Daddy gives a satisfied sigh and settles down on the bank. He rests his feet on a rock and links his arms around his knees. “I like to think about where they are going.”
Sometimes he sounds perfectly okay at the start of a conversation and then veers off suddenly when your attention is deflected.
“This one would not be going into Constantinople. It is too late in the day. That is a very tiring journey. Sometimes you have to stand up the whole way.”
Constantinople is the old name for Istanbul and is in Turkey, and my mother is supposed to be there.
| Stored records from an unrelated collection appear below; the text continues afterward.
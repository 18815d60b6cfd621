//! Components detector — React, Vue, Angular, and Svelte component definitions.

use smallvec::SmallVec;

use crate::detectors::traits::{Detector, DetectorCategory, DetectorVariant};
use crate::engine::types::{DetectionMethod, PatternCategory, PatternMatch};
use crate::engine::visitor::DetectionContext;
use crate::scanner::language_detect::Language;

pub struct ComponentsDetector;

impl Detector for ComponentsDetector {
    fn id(&self) -> &str { "components-base" }
    fn category(&self) -> DetectorCategory { DetectorCategory::Components }
    fn variant(&self) -> DetectorVariant { DetectorVariant::Base }

    fn detect(&self, ctx: &DetectionContext) -> Vec<PatternMatch> {
        // DP-FE-01: Only run for frontend-capable languages
        if !matches!(ctx.language, Language::TypeScript | Language::JavaScript | Language::Python) {
            return Vec::new();
        }

        let mut matches = Vec::new();

        // Detect React/Vue/Angular component imports
        let component_frameworks = ["react", "vue", "@angular/core", "svelte", "@angular/component",
                                     "preact", "solid-js", "lit"];
        for import in ctx.imports {
            let source_lower = import.source.to_lowercase();
            if component_frameworks.iter().any(|fw| source_lower.contains(fw)) {
                matches.push(PatternMatch {
                    file: ctx.file.to_string(),
                    line: import.line,
                    column: 0,
                    pattern_id: "COMP-IMPORT-001".to_string(),
                    confidence: 0.90,
                    cwe_ids: SmallVec::new(),
                    owasp: None,
                    detection_method: DetectionMethod::AstVisitor,
                    category: PatternCategory::Components,
                    matched_text: format!("Component framework import: {}", import.source),
                });
            }
        }

        // Detect component class definitions (PascalCase classes extending Component/React.Component)
        for class in ctx.classes {
            let is_component = class.extends.as_deref().is_some_and(|ext| {
                ext.contains("Component") || ext.contains("PureComponent")
                    || ext.contains("LitElement") || ext.contains("HTMLElement")
            });
            let has_component_decorator = class.decorators.iter().any(|d| {
                d.name == "Component" || d.name == "Injectable" || d.name == "Directive"
            });
            if is_component || has_component_decorator {
                matches.push(PatternMatch {
                    file: ctx.file.to_string(),
                    line: class.range.start.line,
                    column: class.range.start.column,
                    pattern_id: "COMP-CLASS-002".to_string(),
                    confidence: 0.95,
                    cwe_ids: SmallVec::new(),
                    owasp: None,
                    detection_method: DetectionMethod::AstVisitor,
                    category: PatternCategory::Components,
                    matched_text: format!("Component class: {}", class.name),
                });
            }
        }

        // Detect functional component patterns (PascalCase functions returning JSX)
        for func in ctx.functions {
            let starts_upper = func.name.chars().next().is_some_and(|c| c.is_uppercase());
            let has_jsx_return = func.return_type.as_deref().is_some_and(|rt| {
                rt.contains("JSX") || rt.contains("ReactElement") || rt.contains("ReactNode")
                    || rt.contains("VNode")
            });
            if starts_upper && has_jsx_return {
                matches.push(PatternMatch {
                    file: ctx.file.to_string(),
                    line: func.line,
                    column: func.column,
                    pattern_id: "COMP-FUNC-003".to_string(),
                    confidence: 0.80,
                    cwe_ids: SmallVec::new(),
                    owasp: None,
                    detection_method: DetectionMethod::AstVisitor,
                    category: PatternCategory::Components,
                    matched_text: format!("Functional component: {}", func.name),
                });
            }
        }

        matches
    }
}
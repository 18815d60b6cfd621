//! PageRank over the static link topology.
//!
//! Hubs are a property of the article network itself, not of player
//! behavior, so the power iteration runs on the raw link table with
//! uniform out-edge weights. Dangling mass is redistributed uniformly.

use tracing::debug;

use trek_core::types::collections::FxHashMap;

use crate::loader::{Article, Link};

/// Configuration for the PageRank computation.
#[derive(Debug, Clone)]
pub struct PageRankConfig {
    /// Damping factor (probability of following a link vs teleporting).
    pub damping: f64,
    /// Convergence threshold: stop when the L1 norm of the rank delta
    /// drops below this.
    pub tolerance: f64,
    pub max_iter: usize,
}

impl Default for PageRankConfig {
    fn default() -> Self {
        Self {
            damping: 0.85,
            tolerance: 1e-6,
            max_iter: 100,
        }
    }
}

/// Compute PageRank scores for every article.
pub fn pagerank(
    articles: &[Article],
    links: &[Link],
    config: &PageRankConfig,
) -> FxHashMap<String, f64> {
    let n = articles.len();
    if n == 0 {
        return FxHashMap::default();
    }

    let index: FxHashMap<&str, usize> = articles
        .iter()
        .enumerate()
        .map(|(i, a)| (a.name.as_str(), i))
        .collect();

    // Uniform out-edge adjacency; duplicate links collapse.
    let mut out_edges: Vec<Vec<usize>> = vec![Vec::new(); n];
    for link in links {
        let (Some(&a), Some(&b)) = (index.get(link.source.as_str()), index.get(link.target.as_str()))
        else {
            continue;
        };
        if !out_edges[a].contains(&b) {
            out_edges[a].push(b);
        }
    }

    let uniform = 1.0 / n as f64;
    let mut ranks = vec![uniform; n];
    let mut iterations = 0;

    for iter in 0..config.max_iter {
        iterations = iter + 1;
        let dangling_sum: f64 = (0..n)
            .filter(|&i| out_edges[i].is_empty())
            .map(|i| ranks[i])
            .sum();

        let base = (1.0 - config.damping) * uniform + config.damping * dangling_sum * uniform;
        let mut next = vec![base; n];
        for (source, targets) in out_edges.iter().enumerate() {
            if targets.is_empty() {
                continue;
            }
            let share = config.damping * ranks[source] / targets.len() as f64;
            for &target in targets {
                next[target] += share;
            }
        }

        let delta: f64 = ranks
            .iter()
            .zip(next.iter())
            .map(|(old, new)| (old - new).abs())
            .sum();
        ranks = next;
        if delta < config.tolerance {
            break;
        }
    }

    debug!(iterations, "pagerank converged");

    articles
        .iter()
        .zip(ranks)
        .map(|(article, rank)| (article.name.clone(), rank))
        .collect()
}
Is it good or bad that he perhaps thinks of her?
 
 
The grass makes prickles, which feel nice through my jeans, a sharp warm reminder about being alive. Susie says the museum is death-oriented, and sometimes recently I’ve felt she’s right, what with the two (or one-and-a-half ) murders. But I’ve never felt that way about the Egyptian burial cult. That’s life-oriented—eternal life-oriented. How good that would be, the kind of eternal life they imagined, relaxing forever under a date-palm tree. I reach for my dad’s hand.
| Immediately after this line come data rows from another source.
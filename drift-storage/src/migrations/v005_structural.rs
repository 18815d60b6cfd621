//! V005 migration: Phase 5 tables for structural intelligence systems.
//!
//! Tables: coupling_metrics, constraints, contracts, constants, secrets,
//!         wrappers, dna_genes, crypto_findings, owasp_findings,
//!         decomposition_decisions.

pub const MIGRATION_SQL: &str = r#"
-- Coupling metrics (Martin metrics per module)
CREATE TABLE IF NOT EXISTS coupling_metrics (
    module TEXT PRIMARY KEY,
    ce INTEGER NOT NULL,
    ca INTEGER NOT NULL,
    instability REAL NOT NULL,
    abstractness REAL NOT NULL,
    distance REAL NOT NULL,
    zone TEXT NOT NULL,
    updated_at INTEGER NOT NULL DEFAULT (unixepoch())
) STRICT;

CREATE INDEX IF NOT EXISTS idx_coupling_metrics_zone ON coupling_metrics(zone);

-- Coupling cycles (detected SCCs)
CREATE TABLE IF NOT EXISTS coupling_cycles (
    id INTEGER PRIMARY KEY AUTOINCREMENT,
    members TEXT NOT NULL,
    break_suggestions TEXT NOT NULL,
    created_at INTEGER NOT NULL DEFAULT (unixepoch())
) STRICT;

-- Constraints (architectural invariants)
CREATE TABLE IF NOT EXISTS constraints (
    id TEXT PRIMARY KEY,
    description TEXT NOT NULL,
    invariant_type TEXT NOT NULL,
    target TEXT NOT NULL,
    scope TEXT,
    source TEXT NOT NULL,
    enabled INTEGER NOT NULL DEFAULT 1,
    created_at INTEGER NOT NULL DEFAULT (unixepoch()),
    updated_at INTEGER NOT NULL DEFAULT (unixepoch())
) STRICT;

CREATE INDEX IF NOT EXISTS idx_constraints_type ON constraints(invariant_type);
CREATE INDEX IF NOT EXISTS idx_constraints_source ON constraints(source);

-- Constraint verification results
CREATE TABLE IF NOT EXISTS constraint_verifications (
    id INTEGER PRIMARY KEY AUTOINCREMENT,
    constraint_id TEXT NOT NULL REFERENCES constraints(id),
    passed INTEGER NOT NULL,
    violations TEXT NOT NULL,
    verified_at INTEGER NOT NULL DEFAULT (unixepoch())
) STRICT;

CREATE INDEX IF NOT EXISTS idx_constraint_verifications_cid ON constraint_verifications(constraint_id);

-- Contracts (API endpoints)
CREATE TABLE IF NOT EXISTS contracts (
    id TEXT PRIMARY KEY,
    paradigm TEXT NOT NULL,
    source_file TEXT NOT NULL,
    framework TEXT NOT NULL,
    confidence REAL NOT NULL,
    endpoints TEXT NOT NULL,
    created_at INTEGER NOT NULL DEFAULT (unixepoch()),
    updated_at INTEGER NOT NULL DEFAULT (unixepoch())
) STRICT;

CREATE INDEX IF NOT EXISTS idx_contracts_paradigm ON contracts(paradigm);
CREATE INDEX IF NOT EXISTS idx_contracts_framework ON contracts(framework);
CREATE INDEX IF NOT EXISTS idx_contracts_source ON contracts(source_file);

-- Contract mismatches (BE↔FE)
CREATE TABLE IF NOT EXISTS contract_mismatches (
    id INTEGER PRIMARY KEY AUTOINCREMENT,
    backend_endpoint TEXT NOT NULL,
    frontend_call TEXT NOT NULL,
    mismatch_type TEXT NOT NULL,
    severity TEXT NOT NULL,
    message TEXT NOT NULL,
    created_at INTEGER NOT NULL DEFAULT (unixepoch())
) STRICT;

CREATE INDEX IF NOT EXISTS idx_contract_mismatches_type ON contract_mismatches(mismatch_type);

-- Constants (named constants, magic numbers)
CREATE TABLE IF NOT EXISTS constants (
    id INTEGER PRIMARY KEY AUTOINCREMENT,
    name TEXT NOT NULL,
    value TEXT NOT NULL,
    file TEXT NOT NULL,
    line INTEGER NOT NULL,
    is_used INTEGER NOT NULL DEFAULT 1,
    language TEXT NOT NULL,
    is_named INTEGER NOT NULL DEFAULT 1,
    created_at INTEGER NOT NULL DEFAULT (unixepoch())
) STRICT;

CREATE INDEX IF NOT EXISTS idx_constants_file ON constants(file);
CREATE INDEX IF NOT EXISTS idx_constants_used ON constants(is_used);

-- Secrets (hardcoded credentials)
CREATE TABLE IF NOT EXISTS secrets (
    id INTEGER PRIMARY KEY AUTOINCREMENT,
    pattern_name TEXT NOT NULL,
    redacted_value TEXT NOT NULL,
    file TEXT NOT NULL,
    line INTEGER NOT NULL,
    severity TEXT NOT NULL,
    entropy REAL NOT NULL,
    confidence REAL NOT NULL,
    cwe_ids TEXT NOT NULL,
    created_at INTEGER NOT NULL DEFAULT (unixepoch())
) STRICT;

CREATE INDEX IF NOT EXISTS idx_secrets_file ON secrets(file);
CREATE INDEX IF NOT EXISTS idx_secrets_severity ON secrets(severity);
CREATE INDEX IF NOT EXISTS idx_secrets_pattern ON secrets(pattern_name);

-- Environment variables
CREATE TABLE IF NOT EXISTS env_variables (
    id INTEGER PRIMARY KEY AUTOINCREMENT,
    name TEXT NOT NULL,
    file TEXT NOT NULL,
    line INTEGER NOT NULL,
    access_method TEXT NOT NULL,
    has_default INTEGER NOT NULL DEFAULT 0,
    defined_in_env INTEGER NOT NULL DEFAULT 0,
    framework_prefix TEXT,
    created_at INTEGER NOT NULL DEFAULT (unixepoch())
) STRICT;

CREATE INDEX IF NOT EXISTS idx_env_variables_name ON env_variables(name);
CREATE INDEX IF NOT EXISTS idx_env_variables_file ON env_variables(file);

-- Wrappers (detected wrapper functions)
CREATE TABLE IF NOT EXISTS wrappers (
    id INTEGER PRIMARY KEY AUTOINCREMENT,
    name TEXT NOT NULL,
    file TEXT NOT NULL,
    line INTEGER NOT NULL,
    category TEXT NOT NULL,
    wrapped_primitives TEXT NOT NULL,
    framework TEXT NOT NULL,
    confidence REAL NOT NULL,
    is_multi_primitive INTEGER NOT NULL DEFAULT 0,
    is_exported INTEGER NOT NULL DEFAULT 0,
    usage_count INTEGER NOT NULL DEFAULT 0,
    created_at INTEGER NOT NULL DEFAULT (unixepoch())
) STRICT;

CREATE INDEX IF NOT EXISTS idx_wrappers_file ON wrappers(file);
CREATE INDEX IF NOT EXISTS idx_wrappers_category ON wrappers(category);
CREATE INDEX IF NOT EXISTS idx_wrappers_framework ON wrappers(framework);

-- DNA genes (convention genes with alleles)
CREATE TABLE IF NOT EXISTS dna_genes (
    gene_id TEXT PRIMARY KEY,
    name TEXT NOT NULL,
    description TEXT NOT NULL,
    dominant_allele TEXT,
    alleles TEXT NOT NULL,
    confidence REAL NOT NULL,
    consistency REAL NOT NULL,
    exemplars TEXT NOT NULL,
    updated_at INTEGER NOT NULL DEFAULT (unixepoch())
) STRICT;

-- DNA mutations (deviations from dominant allele)
CREATE TABLE IF NOT EXISTS dna_mutations (
    id TEXT PRIMARY KEY,
    file TEXT NOT NULL,
    line INTEGER NOT NULL,
    gene_id TEXT NOT NULL,
    expected TEXT NOT NULL,
    actual TEXT NOT NULL,
    impact TEXT NOT NULL,
    code TEXT NOT NULL,
    suggestion TEXT NOT NULL,
    detected_at INTEGER NOT NULL,
    resolved INTEGER NOT NULL DEFAULT 0,
    resolved_at INTEGER
) STRICT;

CREATE INDEX IF NOT EXISTS idx_dna_mutations_file ON dna_mutations(file);
CREATE INDEX IF NOT EXISTS idx_dna_mutations_gene ON dna_mutations(gene_id);
CREATE INDEX IF NOT EXISTS idx_dna_mutations_impact ON dna_mutations(impact);
CREATE INDEX IF NOT EXISTS idx_dna_mutations_resolved ON dna_mutations(resolved);

-- Crypto findings (cryptographic failures)
CREATE TABLE IF NOT EXISTS crypto_findings (
    id INTEGER PRIMARY KEY AUTOINCREMENT,
    file TEXT NOT NULL,
    line INTEGER NOT NULL,
    category TEXT NOT NULL,
    description TEXT NOT NULL,
    code TEXT NOT NULL,
    confidence REAL NOT NULL,
    cwe_id INTEGER NOT NULL,
    owasp TEXT NOT NULL,
    remediation TEXT NOT NULL,
    language TEXT NOT NULL,
    created_at INTEGER NOT NULL DEFAULT (unixepoch())
) STRICT;

CREATE INDEX IF NOT EXISTS idx_crypto_findings_file ON crypto_findings(file);
CREATE INDEX IF NOT EXISTS idx_crypto_findings_category ON crypto_findings(category);
CREATE INDEX IF NOT EXISTS idx_crypto_findings_cwe ON crypto_findings(cwe_id);

-- OWASP findings (enriched security findings)
CREATE TABLE IF NOT EXISTS owasp_findings (
    id TEXT PRIMARY KEY,
    detector TEXT NOT NULL,
    file TEXT NOT NULL,
    line INTEGER NOT NULL,
    description TEXT NOT NULL,
    severity REAL NOT NULL,
    cwes TEXT NOT NULL,
    owasp_categories TEXT NOT NULL,
    confidence REAL NOT NULL,
    remediation TEXT,
    created_at INTEGER NOT NULL DEFAULT (unixepoch())
) STRICT;

CREATE INDEX IF NOT EXISTS idx_owasp_findings_file ON owasp_findings(file);
CREATE INDEX IF NOT EXISTS idx_owasp_findings_detector ON owasp_findings(detector);
CREATE INDEX IF NOT EXISTS idx_owasp_findings_severity ON owasp_findings(severity);

-- Decomposition decisions (boundary adjustments)
CREATE TABLE IF NOT EXISTS decomposition_decisions (
    id INTEGER PRIMARY KEY AUTOINCREMENT,
    dna_profile_hash TEXT NOT NULL,
    adjustment TEXT NOT NULL,
    confidence REAL NOT NULL,
    dna_similarity REAL NOT NULL,
    narrative TEXT NOT NULL,
    source_dna_hash TEXT NOT NULL,
    applied_weight REAL NOT NULL,
    created_at INTEGER NOT NULL DEFAULT (unixepoch())
) STRICT;

CREATE INDEX IF NOT EXISTS idx_decomp_decisions_hash ON decomposition_decisions(dna_profile_hash);
CREATE INDEX IF NOT EXISTS idx_decomp_decisions_source ON decomposition_decisions(source_dna_hash);
"#;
We’re facing a refrigerator car on which someone has been very busy with spray paint. A name, which may be Jay, or Fay or Tay or maybe it’s a tag, JAY or whatever, has been done several times in that angular script they like. I wonder if the angles are to keep the spray paint from dripping too much.
There are some designs, too. Squiggles and lines and loops, in blue and black paint.
My father, also, is looking at the refrigerator car. He leans forward. Finally he says, “Aha.”
He likes to say “Aha.” People don’t say that anymore.
“Someone has drawn me an ankh.”
After he points and I apply myself, I can see that, yes, some of the squiggles and loops resolve themselves, perhaps, into an ankh, the two loops, the knot, the middle stem.
It’s a pleasing design. Continuity, integrity, enclosure, fulfillment. I can understand it becoming a symbol for life.